[DATA]
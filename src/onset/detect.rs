use crate::onset::flux::SpectralFluxCurve;
use crate::utils::find_peaks;

/// Flux level below which a recording is considered to have gone quiet
/// again, for [`signal_end`].
pub const DEFAULT_END_THRESHOLD: f64 = 1e-16;

/// Configuration for onset peak picking.
///
/// # Example
/// ```
/// use tremor::onset::PeakPickConfig;
///
/// let config = PeakPickConfig::new()
///     .with_height_ratio(0.5)
///     .with_min_separation_s(0.2);
/// assert_eq!(config.min_distance(100.0), 20);
/// ```
#[derive(Debug, Clone, Copy, PartialEq)]
pub struct PeakPickConfig {
    /// Minimum peak height as a fraction of the curve maximum
    pub height_ratio: f64,
    /// Minimum separation between accepted peaks, in seconds of sample time
    pub min_separation_s: f64,
}

impl PeakPickConfig {
    /// Create a peak picking configuration with defaults.
    pub fn new() -> Self {
        Self::default()
    }

    /// Set the height ratio.
    pub fn with_height_ratio(mut self, height_ratio: f64) -> Self {
        self.height_ratio = height_ratio;
        self
    }

    /// Set the minimum separation in seconds.
    pub fn with_min_separation_s(mut self, min_separation_s: f64) -> Self {
        self.min_separation_s = min_separation_s;
        self
    }

    /// Minimum distance between peaks in frames.
    ///
    /// The separation is converted with the trace sample rate, not the frame
    /// rate, and is never less than one frame.
    pub fn min_distance(&self, sample_rate_hz: f64) -> usize {
        let distance = (self.min_separation_s * sample_rate_hz).floor();
        if distance.is_finite() && distance >= 1.0 {
            distance as usize
        } else {
            1
        }
    }

    /// Pick the onset from a flux curve with this configuration.
    pub fn pick(&self, curve: &SpectralFluxCurve, sample_rate_hz: f64) -> Option<f64> {
        pick_onset_with(&curve.values, &curve.frame_times, sample_rate_hz, self)
    }
}

impl Default for PeakPickConfig {
    fn default() -> Self {
        Self {
            height_ratio: 0.3,
            min_separation_s: 0.1,
        }
    }
}

/// Pick the onset time from a spectral flux curve.
///
/// Peaks must reach 30% of the curve maximum and be at least
/// `floor(0.1 * sample_rate_hz)` frames apart. Of the accepted peaks the
/// earliest one is the onset, whatever its height: the first spectral change
/// is taken as the arrival.
///
/// # Arguments
/// * `flux_values` - Novelty curve
/// * `frame_times` - Start time of each frame, in seconds
/// * `sample_rate_hz` - Sample rate of the trace the curve came from
///
/// # Returns
/// The onset time in seconds, or `None` when no peak qualifies
///
/// # Example
/// ```
/// use tremor::onset::pick_onset;
///
/// let flux = vec![0.0, 0.2, 0.0, 0.0, 1.0, 0.0, 0.0, 0.9, 0.0];
/// let times: Vec<f64> = (0..flux.len()).map(|i| i as f64 * 0.5).collect();
/// // 0.2 is below 30% of the maximum; 4 and 7 are both accepted
/// assert_eq!(pick_onset(&flux, &times, 20.0), Some(2.0));
/// ```
pub fn pick_onset(flux_values: &[f64], frame_times: &[f64], sample_rate_hz: f64) -> Option<f64> {
    pick_onset_with(
        flux_values,
        frame_times,
        sample_rate_hz,
        &PeakPickConfig::default(),
    )
}

/// Pick the onset time with an explicit peak picking configuration.
pub fn pick_onset_with(
    flux_values: &[f64],
    frame_times: &[f64],
    sample_rate_hz: f64,
    config: &PeakPickConfig,
) -> Option<f64> {
    onset_frame(flux_values, sample_rate_hz, config).and_then(|i| frame_times.get(i).copied())
}

/// Frame index of the onset: the earliest peak accepted under `config`.
pub fn onset_frame(
    flux_values: &[f64],
    sample_rate_hz: f64,
    config: &PeakPickConfig,
) -> Option<usize> {
    let max = flux_values.iter().copied().reduce(f64::max)?;
    let height = config.height_ratio * max;
    let distance = config.min_distance(sample_rate_hz);

    find_peaks(flux_values, height, distance).first().copied()
}

/// Find where the signal dies out after an onset.
///
/// Scans forward from `start_index` for the first frame whose flux drops
/// below `end_threshold` and returns its time.
///
/// # Arguments
/// * `flux_values` - Novelty curve
/// * `frame_times` - Start time of each frame, in seconds
/// * `start_index` - First frame to inspect, usually the onset frame
/// * `end_threshold` - Flux level treated as silence
///
/// # Returns
/// Time of the first quiet frame, or `None` if the curve never gets quiet
///
/// # Example
/// ```
/// use tremor::onset::{DEFAULT_END_THRESHOLD, signal_end};
///
/// let flux = vec![0.0, 3.0, 2.0, 1.0, 0.0];
/// let times = vec![0.0, 0.1, 0.2, 0.3, 0.4];
/// assert_eq!(signal_end(&flux, &times, 1, DEFAULT_END_THRESHOLD), Some(0.4));
/// assert_eq!(signal_end(&flux, &times, 1, 1.5), Some(0.3));
/// ```
pub fn signal_end(
    flux_values: &[f64],
    frame_times: &[f64],
    start_index: usize,
    end_threshold: f64,
) -> Option<f64> {
    flux_values
        .iter()
        .zip(frame_times)
        .skip(start_index)
        .find(|&(&v, _)| v < end_threshold)
        .map(|(_, &t)| t)
}
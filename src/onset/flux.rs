use crate::fft::FftPlan;
use crate::frame;
use crate::utils::gaussian_filter1d;

/// Standard deviation, in frames, of the smoothing applied to the flux curve.
pub const FLUX_SMOOTHING_SIGMA: f64 = 2.0;

/// Spectral flux novelty curve of one trace.
///
/// `values[i]` is the novelty of frame `i` and `frame_times[i]` the start of
/// that frame in seconds, relative to the first sample of the trace.
#[derive(Debug, Clone, PartialEq)]
pub struct SpectralFluxCurve {
    pub values: Vec<f64>,
    pub frame_times: Vec<f64>,
}

impl SpectralFluxCurve {
    /// Number of frames.
    pub fn len(&self) -> usize {
        self.values.len()
    }

    /// Whether the curve has no frames.
    pub fn is_empty(&self) -> bool {
        self.values.is_empty()
    }

    /// Largest novelty value, or `None` for an empty curve.
    pub fn max(&self) -> Option<f64> {
        self.values.iter().copied().reduce(f64::max)
    }
}

/// Compute the spectral flux of a signal.
///
/// The signal is cut into frames of `window_size` samples every `hop_size`
/// samples (see [`frame::frame_count`]). Each raw frame goes through a
/// full-length DFT with no window function; the flux of frame `i > 0` is
/// the sum over all bins of the squared difference between its magnitude
/// spectrum and that of frame `i - 1`. Frame 0 has flux 0.
///
/// With `smooth` set, the curve is passed through a Gaussian of
/// [`FLUX_SMOOTHING_SIGMA`] frames.
///
/// # Arguments
/// * `samples` - Input signal
/// * `sample_rate_hz` - Sample rate in Hz, used for the frame times
/// * `window_size` - Frame length in samples
/// * `hop_size` - Frame advance in samples
/// * `smooth` - Apply Gaussian smoothing to the curve
///
/// # Errors
/// * [`crate::Error::EmptySignal`] for an empty signal
/// * [`crate::Error::InvalidSize`] for a zero window or hop
/// * [`crate::Error::InvalidParameter`] for a non-positive or non-finite sample rate
///
/// # Example
/// ```
/// use tremor::onset::compute_flux;
///
/// let mut y = vec![0.0; 1000];
/// y[500] = 1.0;
/// let curve = compute_flux(&y, 100.0, 20, 5, true).unwrap();
/// assert_eq!(curve.len(), 196);
/// assert_eq!(curve.values[0], 0.0);
/// assert_eq!(curve.frame_times[2], 0.1);
/// ```
pub fn compute_flux(
    samples: &[f64],
    sample_rate_hz: f64,
    window_size: usize,
    hop_size: usize,
    smooth: bool,
) -> crate::Result<SpectralFluxCurve> {
    if samples.is_empty() {
        return Err(crate::Error::EmptySignal);
    }
    if !(sample_rate_hz > 0.0 && sample_rate_hz.is_finite()) {
        return Err(crate::Error::InvalidParameter {
            name: "sample_rate_hz",
            value: sample_rate_hz.to_string(),
            reason: "must be positive and finite".to_string(),
        });
    }

    let frames = frame::frames(samples, window_size, hop_size)?;
    let plan = FftPlan::new(window_size.min(samples.len()));

    let mut values = vec![0.0f64; frames.len()];
    let mut prev_mag: Option<Vec<f64>> = None;
    for (i, frame) in frames.iter().enumerate() {
        let mag = plan.magnitude(frame);
        if let Some(prev) = &prev_mag {
            values[i] = mag
                .iter()
                .zip(prev)
                .map(|(m, p)| (m - p) * (m - p))
                .sum();
        }
        prev_mag = Some(mag);
    }

    let frame_times = (0..frames.len())
        .map(|i| (i * hop_size) as f64 / sample_rate_hz)
        .collect();

    if smooth {
        values = gaussian_filter1d(&values, FLUX_SMOOTHING_SIGMA);
    }

    Ok(SpectralFluxCurve {
        values,
        frame_times,
    })
}

#[cfg(test)]
mod tests {
    use super::*;
    use approx::assert_abs_diff_eq;

    #[test]
    fn test_flux_impulse_unsmoothed() {
        // Impulse at 50 lies in frames 9 and 10 (starts 45 and 50, window 10).
        // Entering and leaving changes every bin magnitude by 1.
        let mut y = vec![0.0; 120];
        y[50] = 1.0;
        let curve = compute_flux(&y, 10.0, 10, 5, false).unwrap();
        assert_eq!(curve.len(), 22);
        for (i, &v) in curve.values.iter().enumerate() {
            match i {
                9 | 11 => assert_abs_diff_eq!(v, 10.0, epsilon = 1e-9),
                10 => assert_abs_diff_eq!(v, 0.0, epsilon = 1e-9),
                _ => assert_eq!(v, 0.0, "frame {i}"),
            }
        }
    }

    #[test]
    fn test_flux_frame_times() {
        let y = vec![0.5; 100];
        let curve = compute_flux(&y, 50.0, 10, 4, true).unwrap();
        assert_eq!(curve.len(), 22);
        assert_eq!(curve.frame_times.len(), 22);
        for (i, &t) in curve.frame_times.iter().enumerate() {
            assert_abs_diff_eq!(t, (i * 4) as f64 / 50.0, epsilon = 1e-12);
        }
    }

    #[test]
    fn test_flux_constant_signal_is_zero() {
        let curve = compute_flux(&[1.0; 64], 8.0, 8, 2, true).unwrap();
        assert!(curve.values.iter().all(|&v| v.abs() < 1e-12));
        assert_eq!(curve.max(), Some(0.0));
    }

    #[test]
    fn test_flux_short_signal_single_frame() {
        let curve = compute_flux(&[1.0, -1.0, 0.5], 10.0, 8, 2, true).unwrap();
        assert_eq!(curve.values, vec![0.0]);
        assert_eq!(curve.frame_times, vec![0.0]);
    }

    #[test]
    fn test_flux_rejects_bad_input() {
        assert!(matches!(
            compute_flux(&[], 10.0, 8, 2, true),
            Err(crate::Error::EmptySignal)
        ));
        assert!(compute_flux(&[0.0; 10], 10.0, 0, 2, true).is_err());
        assert!(compute_flux(&[0.0; 10], 10.0, 4, 0, true).is_err());
        assert!(compute_flux(&[0.0; 10], 0.0, 4, 2, true).is_err());
        assert!(compute_flux(&[0.0; 10], f64::INFINITY, 4, 2, true).is_err());
    }

    #[test]
    fn test_smoothing_spreads_but_keeps_position() {
        let mut y = vec![0.0; 400];
        y[200] = 1.0;
        let raw = compute_flux(&y, 100.0, 20, 5, false).unwrap();
        let smooth = compute_flux(&y, 100.0, 20, 5, true).unwrap();
        let argmax = |v: &[f64]| {
            v.iter()
                .enumerate()
                .max_by(|a, b| a.1.total_cmp(b.1))
                .map(|(i, _)| i)
                .unwrap()
        };
        assert!(smooth.max().unwrap() < raw.max().unwrap());
        let shift = argmax(&smooth.values) as isize - argmax(&raw.values) as isize;
        assert!(shift.abs() <= 4, "shift {shift}");
    }
}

[EXERCISE PROMPT] The answer must consist of every line from the records above that holds "reduce".

[SOLUTION TO THE PROBLEM]
    let max = flux_values.iter().copied().reduce(f64::max)?;
        self.values.iter().copied().reduce(f64::max)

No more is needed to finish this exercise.